Well, here we are with one week to go. Elizabeth still has one unclaimed turkey if you need one. I have about a million things on my mind today and I’m sure you do, too. So I thought I’d herd that chaos into bullet points in no particular order.
-In case you missed this post last year, make yourself some cranberry relish first thing so you can sip my most beloved cocktail. So good, so fresh, so easy, and perfect for breakfast, lunch, or dinner. Or if your feet are planted firmly in your kitchen for the entirety of the day, all three! What do you like to sip on while you’re in holiday mode cooking?
-I have a little wrench thrown into my schedule this year. Not a wrench so much as a pleasant scheduling conflict. I have friends who will be in Columbus for 24 hours and those 24 hours are Thanksgiving. So I’m having them over for breakfast. I have to tie my hands and keep it simple. The good news is that it’s a Holiday so I don’t have to pretend it’s healthy like we usually do with breakfast. I’m going to make individual little sausage pies tonight and freeze them unbaked (though the filling will be cooked already), my favorite muffins, and sliced citrus. They suggested a restaurant buuuut I have moral opposition to that. If you serve multiple meals on the big day, what do you do?

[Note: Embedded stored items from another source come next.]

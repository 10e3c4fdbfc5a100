use super::common::Query;
use super::params::QueryParams;

/// Next Gen Stats style advanced rushing, passing and receiving numbers.
#[derive(Clone, Copy, Debug)]
pub struct AdvancedStatsQuery {
    pub season: i32,
    pub player_id: Option<i64>,
    /// Week 0 returns full-season figures.
    pub week: Option<i32>,
}

impl AdvancedStatsQuery {
    pub fn new(season: i32) -> Self {
        Self {
            season,
            player_id: None,
            week: None,
        }
    }
    pub fn with_player_id(mut self, player_id: i64) -> Self {
        self.player_id = Some(player_id);
        self
    }
    pub fn with_week(mut self, week: i32) -> Self {
        self.week = Some(week);
        self
    }
}

impl Query for AdvancedStatsQuery {
    fn to_params(&self) -> QueryParams {
        let mut params = QueryParams::new();
        params
            .push("season", self.season)
            .push_opt("player_id", self.player_id)
            .push_opt("week", self.week);
        params
    }
}
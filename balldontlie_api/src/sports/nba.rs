use chrono::NaiveDate;

use crate::client::{Client, Request};
use crate::query::nba::{LeadersQuery, OddsQuery, SeasonAveragesQuery};
use crate::query::{
    GameQuery, InjuryQuery, PlayerQuery, QueryParams, SeasonQuery, StatsQuery, TeamQuery,
};
use crate::types::{
    ApiResponse, NbaAdvancedStats, NbaBoxScore, NbaGame, NbaLeader, NbaOdds, NbaPlayer,
    NbaPlayerInjury, NbaSeasonAverages, NbaStandings, NbaStats, NbaTeam,
};
use crate::Error;

const BASE: &str = "/nba/v1";

/// NBA endpoints under `/nba/v1`.
#[derive(Clone, Debug)]
pub struct NbaClient {
    client: Client,
}

impl NbaClient {
    pub fn new(client: Client) -> Self {
        Self { client }
    }

    pub async fn get_teams(&self, query: &TeamQuery) -> Result<ApiResponse<Vec<NbaTeam>>, Error> {
        self.client.get(&format!("{BASE}/teams"), query).await
    }

    pub async fn get_team(&self, id: i64) -> Result<ApiResponse<NbaTeam>, Error> {
        self.client
            .execute(Request::get(format!("{BASE}/teams/{id}")))
            .await
    }

    pub async fn get_players(
        &self,
        query: &PlayerQuery,
    ) -> Result<ApiResponse<Vec<NbaPlayer>>, Error> {
        self.client.get(&format!("{BASE}/players"), query).await
    }

    pub async fn get_player(&self, id: i64) -> Result<ApiResponse<NbaPlayer>, Error> {
        self.client
            .execute(Request::get(format!("{BASE}/players/{id}")))
            .await
    }

    /// Players currently on a roster.
    pub async fn get_active_players(
        &self,
        query: &PlayerQuery,
    ) -> Result<ApiResponse<Vec<NbaPlayer>>, Error> {
        self.client.get(&format!("{BASE}/players/active"), query).await
    }

    pub async fn get_games(&self, query: &GameQuery) -> Result<ApiResponse<Vec<NbaGame>>, Error> {
        self.client.get(&format!("{BASE}/games"), query).await
    }

    pub async fn get_game(&self, id: i64) -> Result<ApiResponse<NbaGame>, Error> {
        self.client
            .execute(Request::get(format!("{BASE}/games/{id}")))
            .await
    }

    pub async fn get_stats(&self, query: &StatsQuery) -> Result<ApiResponse<Vec<NbaStats>>, Error> {
        self.client.get(&format!("{BASE}/stats"), query).await
    }

    pub async fn get_season_averages(
        &self,
        query: &SeasonAveragesQuery,
    ) -> Result<ApiResponse<Vec<NbaSeasonAverages>>, Error> {
        self.client.get(&format!("{BASE}/season_averages"), query).await
    }

    pub async fn get_standings(&self, season: i32) -> Result<ApiResponse<Vec<NbaStandings>>, Error> {
        self.client
            .get(&format!("{BASE}/standings"), &SeasonQuery::new(season))
            .await
    }

    /// Box scores for games in progress.
    pub async fn get_live_box_scores(&self) -> Result<ApiResponse<Vec<NbaBoxScore>>, Error> {
        self.client
            .execute(Request::get(format!("{BASE}/box_scores/live")))
            .await
    }

    pub async fn get_box_scores(
        &self,
        date: NaiveDate,
    ) -> Result<ApiResponse<Vec<NbaBoxScore>>, Error> {
        let mut params = QueryParams::new();
        params.push("date", date);
        self.client.get(&format!("{BASE}/box_scores"), &params).await
    }

    pub async fn get_player_injuries(
        &self,
        query: &InjuryQuery,
    ) -> Result<ApiResponse<Vec<NbaPlayerInjury>>, Error> {
        self.client.get(&format!("{BASE}/player_injuries"), query).await
    }

    pub async fn get_odds(&self, query: &OddsQuery) -> Result<ApiResponse<Vec<NbaOdds>>, Error> {
        self.client.get(&format!("{BASE}/odds"), query).await
    }

    pub async fn get_advanced_stats(
        &self,
        query: &StatsQuery,
    ) -> Result<ApiResponse<Vec<NbaAdvancedStats>>, Error> {
        self.client.get(&format!("{BASE}/stats/advanced"), query).await
    }

    pub async fn get_leaders(
        &self,
        query: &LeadersQuery,
    ) -> Result<ApiResponse<Vec<NbaLeader>>, Error> {
        self.client.get(&format!("{BASE}/leaders"), query).await
    }
}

|I'm sorry if you're sick of these sunrises! I'm not...|
-I won’t make my whole case but I think anything non-essential should be closed on Thanksgiving. Maybe you disagree, that’s fine. Every year my mom and I argue this because she sees it as an affront to capitalism. People don’t need Big Macs, tennis shoes, dildos, or god knows what else on Thanksgiving. Grocery employees work so hard in the days leading up to Thanksgiving, it should end with a day off. I don’t need to tell you that every dollar you spend is tracked and analyzed. I do not patronize any business on Thanksgiving Day. Not even Tim Horton’s in the morning. I figure any dollar I spend makes the case for being open next year on Thanksgiving and any dollar I don’t leads the case against. I’ll drink my shitty homemade coffee on Thanksgiving and eagerly await the good stuff the next day.
-Last year I literally remembered everything except the fucking mayonnaise for the day after. What is the quintessential Thanksgiving sandwich without mayonnaise? Stock up now. Also, get some cheap plastic containers for your guests’ leftovers. Don’t get caught with your pants down and send guests off with your good Tupperware.
|Have been hoping to get his photo all season!|
|I asked him to come a little closer...|
|Deer are not usually aggressive, save for mothers with fawns and bucks in mating season|
|A littttttttle worried he might charge the car. I was willing to risk a dent|
|He smiled and waved his tail as to say "I'm just fucking with you"|
|More pressing matters at hand...|
|She doesn't seem interested|
|...no luck, back to breakfast|
-Thanksgiving music is kinda hard. What do you play? I am working on a mix that’s about 70% jazz, 20% 60s and 70s, 5% classical, and 5% Christmas. I like a little Christmas music peppered in.
-I wrote about my scheduling last year, but here is my schedule for this year. If you don’t have a written schedule, I urge you to make one. There are so many little things you forget about, and you always think you have more time than you do. I try to think about what time I want to start and end on each day. Maybe your peak productive hours are late into the night, early in the morning like me, or all the time like FF. Schedule accordingly. What’s joyous at 7AM can be daunting at midnight or later.
-Thanksgiving pushes any kitchen to its limits, I find it helpful to have an out of the way zone to keep dishes until I’m ready to wash them. It’s hard to serve dessert with dinner regalia on every square inch of counterspace.